### MATERIAL PROVIDED
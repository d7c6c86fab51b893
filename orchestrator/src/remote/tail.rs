//! Partial reads of remote log files

use std::io::SeekFrom;

use tokio::io::{AsyncRead, AsyncReadExt, AsyncSeek, AsyncSeekExt};

/// Offset to start reading from so that at most `max_bytes` remain
pub fn tail_window(size: u64, max_bytes: u64) -> u64 {
    size.saturating_sub(max_bytes)
}

/// Read the last `max_bytes` of a file whose size was stat'ed as `size`.
/// Returns the bytes and whether the window skipped the start of the file.
pub async fn read_tail_from<R>(
    reader: &mut R,
    size: u64,
    max_bytes: u64,
) -> std::io::Result<(Vec<u8>, bool)>
where
    R: AsyncRead + AsyncSeek + Unpin,
{
    if size == 0 {
        return Ok((Vec::new(), false));
    }

    let start = tail_window(size, max_bytes);
    reader.seek(SeekFrom::Start(start)).await?;
    let mut buf = Vec::with_capacity((size - start) as usize);
    reader.read_to_end(&mut buf).await?;
    // the file may have grown since the stat
    buf.truncate(max_bytes as usize);
    Ok((buf, start > 0))
}

/// `\r\n` and lone `\r` become `\n`
pub fn normalize_newlines(text: &str) -> String {
    text.replace("\r\n", "\n").replace('\r', "\n")
}

/// Last `max_lines` lines of `raw` and how many lines were kept.
///
/// A window that starts mid-line drops its first partial line unless the
/// whole file fit in the window.
pub fn last_lines(raw: &[u8], max_lines: usize, truncated: bool) -> (String, usize) {
    let text = normalize_newlines(&String::from_utf8_lossy(raw));
    let mut lines: Vec<&str> = text.trim_end_matches('\n').split('\n').collect();
    if truncated && lines.len() > 1 {
        lines.remove(0);
    }
    if lines.len() == 1 && lines[0].is_empty() {
        return (String::new(), 0);
    }
    let start = lines.len().saturating_sub(max_lines);
    let kept = &lines[start..];
    (kept.join("\n"), kept.len())
}
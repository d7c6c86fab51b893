//! Collaborators shared by drivers, the reconciler and the manager

use std::path::PathBuf;
use std::sync::Arc;

use crate::cloud::CloudProvider;
use crate::jobs::dependencies::DependencyProbe;
use crate::jobs::persist::DebouncedPersister;
use crate::jobs::store::JobStore;
use crate::notify::Mailer;
use crate::remote::RemoteConnector;
use crate::storage::kv::KeyValueStore;
use crate::storage::settings::Settings;

pub struct JobContext {
    pub settings: Arc<Settings>,
    pub store: Arc<JobStore>,
    pub persister: Arc<DebouncedPersister>,
    pub cloud: Arc<dyn CloudProvider>,
    pub connector: Arc<dyn RemoteConnector>,
    pub kv: Arc<dyn KeyValueStore>,
    pub mailer: Arc<dyn Mailer>,
    pub dependencies: Arc<dyn DependencyProbe>,
    /// Per-job archives and launcher scripts
    pub temp_dir: PathBuf,
}

impl JobContext {
    pub fn archive_path(&self, job_id: &str) -> PathBuf {
        self.temp_dir.join(format!("job-{}.tar.gz", job_id))
    }

    pub fn script_path(&self, job_id: &str) -> PathBuf {
        self.temp_dir.join(format!("job-{}-launch.sh", job_id))
    }
}
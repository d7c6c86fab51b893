//! SSH binary wire primitives (RFC 4251 §5)
//!
//! `uint32` values are big-endian; a `string` is a `uint32` length followed
//! by that many raw bytes.

use crate::keys::KeyError;

/// Append-only encoder for SSH wire fields
#[derive(Debug, Default, Clone)]
pub struct WireWriter {
    buf: Vec<u8>,
}

impl WireWriter {
    pub fn new() -> Self {
        Self::default()
    }

    pub fn put_u32(&mut self, value: u32) -> &mut Self {
        self.buf.extend_from_slice(&value.to_be_bytes());
        self
    }

    /// Length-prefixed byte string
    pub fn put_string(&mut self, bytes: &[u8]) -> &mut Self {
        self.put_u32(bytes.len() as u32);
        self.buf.extend_from_slice(bytes);
        self
    }

    pub fn put_str(&mut self, value: &str) -> &mut Self {
        self.put_string(value.as_bytes())
    }

    /// Raw bytes with no length prefix
    pub fn put_raw(&mut self, bytes: &[u8]) -> &mut Self {
        self.buf.extend_from_slice(bytes);
        self
    }

    /// Pad with the bytes 1, 2, 3, ... until the length is a multiple of `block`
    pub fn pad_to_block(&mut self, block: usize) -> &mut Self {
        let mut next = 1u8;
        while self.buf.len() % block != 0 {
            self.buf.push(next);
            next = next.wrapping_add(1);
        }
        self
    }

    pub fn len(&self) -> usize {
        self.buf.len()
    }

    pub fn is_empty(&self) -> bool {
        self.buf.is_empty()
    }

    pub fn into_bytes(self) -> Vec<u8> {
        self.buf
    }
}

/// Cursor over SSH wire fields
#[derive(Debug)]
pub struct WireReader<'a> {
    data: &'a [u8],
    pos: usize,
}

impl<'a> WireReader<'a> {
    pub fn new(data: &'a [u8]) -> Self {
        Self { data, pos: 0 }
    }

    pub fn read_u32(&mut self) -> Result<u32, KeyError> {
        let bytes = self.take(4)?;
        Ok(u32::from_be_bytes([bytes[0], bytes[1], bytes[2], bytes[3]]))
    }

    pub fn read_string(&mut self) -> Result<&'a [u8], KeyError> {
        let len = self.read_u32()? as usize;
        self.take(len)
    }

    pub fn read_str(&mut self) -> Result<&'a str, KeyError> {
        let bytes = self.read_string()?;
        std::str::from_utf8(bytes).map_err(|_| KeyError::Malformed("field is not UTF-8".to_string()))
    }

    pub fn read_raw(&mut self, len: usize) -> Result<&'a [u8], KeyError> {
        self.take(len)
    }

    /// Bytes not yet consumed
    pub fn rest(&self) -> &'a [u8] {
        &self.data[self.pos..]
    }

    pub fn is_empty(&self) -> bool {
        self.pos >= self.data.len()
    }

    fn take(&mut self, len: usize) -> Result<&'a [u8], KeyError> {
        let end = self
            .pos
            .checked_add(len)
            .filter(|end| *end <= self.data.len())
            .ok_or_else(|| {
                KeyError::Malformed(format!(
                    "truncated field: wanted {} bytes at offset {}, have {}",
                    len,
                    self.pos,
                    self.data.len() - self.pos
                ))
            })?;
        let slice = &self.data[self.pos..end];
        self.pos = end;
        Ok(slice)
    }
}
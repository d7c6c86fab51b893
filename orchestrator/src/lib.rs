//! optimizerd library
//!
//! Core modules for the remote optimization job orchestrator.

pub mod app;
pub mod bootstrap;
pub mod cloud;
pub mod errors;
pub mod filesys;
pub mod jobs;
pub mod keys;
pub mod logs;
pub mod notify;
pub mod remote;
pub mod server;
pub mod storage;
pub mod utils;
pub mod workers;
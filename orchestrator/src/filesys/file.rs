//! File operations

use std::path::{Path, PathBuf};

use serde::{de::DeserializeOwned, Serialize};
use tokio::fs;
use tokio::io::AsyncWriteExt;

use crate::errors::OrchestratorError;

/// A file wrapper with path
#[derive(Debug, Clone)]
pub struct File {
    path: PathBuf,
}

impl File {
    /// Create a new file reference
    pub fn new(path: impl Into<PathBuf>) -> Self {
        Self { path: path.into() }
    }

    /// Get the file path
    pub fn path(&self) -> &Path {
        &self.path
    }

    /// Check if the file exists
    pub async fn exists(&self) -> bool {
        fs::metadata(&self.path)
            .await
            .map(|m| m.is_file())
            .unwrap_or(false)
    }

    pub async fn read_string(&self) -> Result<String, OrchestratorError> {
        Ok(fs::read_to_string(&self.path).await?)
    }

    /// Read file as JSON
    pub async fn read_json<T: DeserializeOwned>(&self) -> Result<T, OrchestratorError> {
        let contents = self.read_string().await?;
        let value = serde_json::from_str(&contents)?;
        Ok(value)
    }

    /// Read JSON, falling back to `T::default()` when the file does not exist yet
    pub async fn read_json_or_default<T: DeserializeOwned + Default>(
        &self,
    ) -> Result<T, OrchestratorError> {
        if !self.exists().await {
            return Ok(T::default());
        }
        self.read_json().await
    }

    /// Write string to file
    pub async fn write_string(&self, contents: &str) -> Result<(), OrchestratorError> {
        self.write_atomic(contents.as_bytes()).await
    }

    /// Write JSON to file
    pub async fn write_json<T: Serialize>(&self, value: &T) -> Result<(), OrchestratorError> {
        let contents = serde_json::to_vec_pretty(value)?;
        self.write_atomic(&contents).await
    }

    /// Delete the file; a missing file is not an error
    pub async fn delete(&self) -> Result<(), OrchestratorError> {
        match fs::remove_file(&self.path).await {
            Ok(()) => Ok(()),
            Err(e) if e.kind() == std::io::ErrorKind::NotFound => Ok(()),
            Err(e) => Err(e.into()),
        }
    }

    /// Set file permissions to owner-read/write only (0o600) on Unix.
    ///
    /// A no-op on non-Unix platforms.
    pub async fn set_permissions_600(&self) -> Result<(), OrchestratorError> {
        #[cfg(unix)]
        {
            use std::os::unix::fs::PermissionsExt;
            let meta = fs::metadata(&self.path).await?;
            let mut perms = meta.permissions();
            perms.set_mode(0o600);
            fs::set_permissions(&self.path, perms).await?;
        }
        Ok(())
    }

    /// Atomic write using a temporary file in the same directory
    pub async fn write_atomic(&self, contents: &[u8]) -> Result<(), OrchestratorError> {
        if let Some(parent) = self.path.parent() {
            fs::create_dir_all(parent).await?;
        }

        let temp_path = self.path.with_extension("tmp");

        let mut file = fs::File::create(&temp_path).await?;
        file.write_all(contents).await?;
        file.sync_all().await?;
        drop(file);

        fs::rename(&temp_path, &self.path).await?;
        Ok(())
    }
}
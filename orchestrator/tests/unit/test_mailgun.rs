//! Mail API client tests

use std::collections::HashMap;
use std::sync::{Arc, Mutex};

use axum::extract::{Path, State};
use axum::http::{HeaderMap, StatusCode};
use axum::routing::post;
use axum::{Form, Router};
use tokio::net::TcpListener;

use optimizerd::errors::OrchestratorError;
use optimizerd::notify::mailgun::MailgunMailer;
use optimizerd::notify::{DeliveryOutcome, EmailMessage, Mailer};
use optimizerd::storage::kv::{KeyValueStore, MemoryKvStore, MAIL_API_KEY, MAIL_FROM};

#[derive(Debug, Clone)]
struct Delivery {
    domain: String,
    authorization: String,
    form: HashMap<String, String>,
}

type Inbox = Arc<Mutex<Vec<Delivery>>>;

async fn messages(
    State(inbox): State<Inbox>,
    Path(domain): Path<String>,
    headers: HeaderMap,
    Form(form): Form<HashMap<String, String>>,
) -> StatusCode {
    let authorization = headers
        .get("authorization")
        .and_then(|v| v.to_str().ok())
        .unwrap_or_default()
        .to_string();
    if domain == "broken.example.com" {
        return StatusCode::BAD_REQUEST;
    }
    inbox.lock().unwrap().push(Delivery {
        domain,
        authorization,
        form,
    });
    StatusCode::OK
}

async fn spawn_mail_api() -> (String, Inbox) {
    let inbox = Inbox::default();
    let app = Router::new()
        .route("/v3/{domain}/messages", post(messages))
        .with_state(inbox.clone());
    let listener = TcpListener::bind("127.0.0.1:0").await.unwrap();
    let addr = listener.local_addr().unwrap();
    tokio::spawn(async move {
        axum::serve(listener, app).await.unwrap();
    });
    (format!("http://{}/v3", addr), inbox)
}

fn message() -> EmailMessage {
    EmailMessage {
        to: "ops@example.com".to_string(),
        subject: "[optimizerd] job failed [launching]".to_string(),
        text: "remote launch was not acknowledged".to_string(),
    }
}

fn mailer(base: &str, from: &str) -> MailgunMailer {
    let kv: Arc<dyn KeyValueStore> = Arc::new(
        MemoryKvStore::new()
            .with(MAIL_API_KEY, "key-123")
            .with(MAIL_FROM, from),
    );
    MailgunMailer::new(base, kv).unwrap()
}

#[tokio::test]
async fn test_sends_form_with_basic_auth() {
    let (base, inbox) = spawn_mail_api().await;
    let mailer = mailer(&base, "Optimizer <bot@mail.example.com>");

    let outcome = mailer.send(&message()).await.unwrap();
    assert_eq!(outcome, DeliveryOutcome::Sent);

    let inbox = inbox.lock().unwrap();
    assert_eq!(inbox.len(), 1);
    let delivery = &inbox[0];
    assert_eq!(delivery.domain, "mail.example.com");
    // base64("api:key-123")
    assert_eq!(delivery.authorization, "Basic YXBpOmtleS0xMjM=");
    assert_eq!(delivery.form["to"], "ops@example.com");
    assert_eq!(delivery.form["from"], "Optimizer <bot@mail.example.com>");
    assert!(delivery.form["subject"].contains("[launching]"));
    assert_eq!(delivery.form["text"], "remote launch was not acknowledged");
}

#[tokio::test]
async fn test_rejected_send_is_an_error() {
    let (base, inbox) = spawn_mail_api().await;
    let mailer = mailer(&base, "bot@broken.example.com");

    assert!(matches!(
        mailer.send(&message()).await,
        Err(OrchestratorError::Notification(_))
    ));
    assert!(inbox.lock().unwrap().is_empty());
}
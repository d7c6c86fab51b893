//! Storage layout configuration

use std::path::PathBuf;

use crate::errors::OrchestratorError;
use crate::filesys::dir::Dir;
use crate::filesys::file::File;

/// On-disk layout of the orchestrator's local state
#[derive(Debug, Clone)]
pub struct StorageLayout {
    /// Base directory for all storage
    pub base_dir: PathBuf,
}

impl StorageLayout {
    /// Create a new storage layout
    pub fn new(base_dir: impl Into<PathBuf>) -> Self {
        Self {
            base_dir: base_dir.into(),
        }
    }

    /// Service configuration
    pub fn settings_file(&self) -> File {
        File::new(self.base_dir.join("config.json"))
    }

    /// Key/value settings store (tokens, SSH keys, mail credentials)
    pub fn kv_file(&self) -> File {
        File::new(self.base_dir.join("kv.json"))
    }

    /// Durable job records
    pub fn jobs_file(&self) -> File {
        File::new(self.base_dir.join("jobs.json"))
    }

    /// Per-job scratch files (archives, launcher scripts)
    pub fn temp_dir(&self) -> Dir {
        Dir::new(self.base_dir.join("tmp"))
    }

    /// Setup the storage layout (create directories)
    pub async fn setup(&self) -> Result<(), OrchestratorError> {
        Dir::new(&self.base_dir).create().await?;
        self.temp_dir().create().await?;
        Ok(())
    }
}

impl Default for StorageLayout {
    fn default() -> Self {
        #[cfg(target_os = "linux")]
        let base_dir = PathBuf::from("/var/lib/optimizerd");

        #[cfg(not(target_os = "linux"))]
        let base_dir = std::env::var_os("HOME")
            .or_else(|| std::env::var_os("USERPROFILE"))
            .map(PathBuf::from)
            .unwrap_or_else(|| PathBuf::from("."))
            .join(".optimizerd");

        Self::new(base_dir)
    }
}
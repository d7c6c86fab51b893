//! Cloud control-plane models

use std::collections::BTreeMap;

use serde::{Deserialize, Serialize};

pub type ServerId = u64;

/// VM lifecycle state as reported by the vendor
#[derive(Debug, Clone, Copy, PartialEq, Eq, Serialize, Deserialize)]
#[serde(rename_all = "lowercase")]
pub enum ServerStatus {
    Initializing,
    Starting,
    Running,
    Stopping,
    Off,
    Deleting,
    Migrating,
    Rebuilding,
    #[serde(other)]
    Unknown,
}

/// The parts of a server object the orchestrator cares about
#[derive(Debug, Clone, PartialEq, Eq)]
pub struct ServerInfo {
    pub id: ServerId,
    pub status: ServerStatus,
    pub public_ipv4: Option<String>,
}

impl ServerInfo {
    /// Running and reachable at a public address
    pub fn is_healthy(&self) -> bool {
        self.status == ServerStatus::Running && self.public_ipv4.is_some()
    }
}

#[derive(Debug, Clone, PartialEq, Eq)]
pub enum ServerLookup {
    Found(ServerInfo),
    Missing,
}

#[derive(Debug, Clone, Copy, PartialEq, Eq)]
pub enum DeleteOutcome {
    Deleted,
    Missing,
}

impl DeleteOutcome {
    pub fn was_deleted(&self) -> bool {
        matches!(self, DeleteOutcome::Deleted)
    }
}

/// Everything needed to request a VM
#[derive(Debug, Clone, Serialize)]
pub struct CreateServerRequest {
    pub name: String,
    pub server_type: String,
    pub location: String,
    pub image: String,
    pub user_data: String,
    #[serde(skip_serializing_if = "Vec::is_empty")]
    pub ssh_keys: Vec<String>,
    pub labels: BTreeMap<String, String>,
    pub start_after_create: bool,
}

// wire shapes

#[derive(Debug, Deserialize)]
pub(crate) struct ServerEnvelope {
    pub server: ServerObject,
}

#[derive(Debug, Deserialize)]
pub(crate) struct ServerObject {
    pub id: ServerId,
    pub status: ServerStatus,
    #[serde(default)]
    pub public_net: Option<PublicNet>,
}

#[derive(Debug, Deserialize)]
pub(crate) struct PublicNet {
    #[serde(default)]
    pub ipv4: Option<Ipv4Address>,
}

#[derive(Debug, Deserialize)]
pub(crate) struct Ipv4Address {
    pub ip: String,
}

impl From<ServerObject> for ServerInfo {
    fn from(server: ServerObject) -> Self {
        let public_ipv4 = server
            .public_net
            .and_then(|net| net.ipv4)
            .map(|v4| v4.ip)
            .filter(|ip| !ip.is_empty() && ip != "0.0.0.0");
        ServerInfo {
            id: server.id,
            status: server.status,
            public_ipv4,
        }
    }
}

### THE TASK
Considering only the material above, set down every line from the one with "use crate::jobs::dependencies::DependencyProbe;" to the one with "pub struct JobContext", inclusive, exactly as written.

### PROBLEM SOLUTION
use crate::jobs::dependencies::DependencyProbe;
use crate::jobs::persist::DebouncedPersister;
use crate::jobs::store::JobStore;
use crate::notify::Mailer;
use crate::remote::RemoteConnector;
use crate::storage::kv::KeyValueStore;
use crate::storage::settings::Settings;

pub struct JobContext {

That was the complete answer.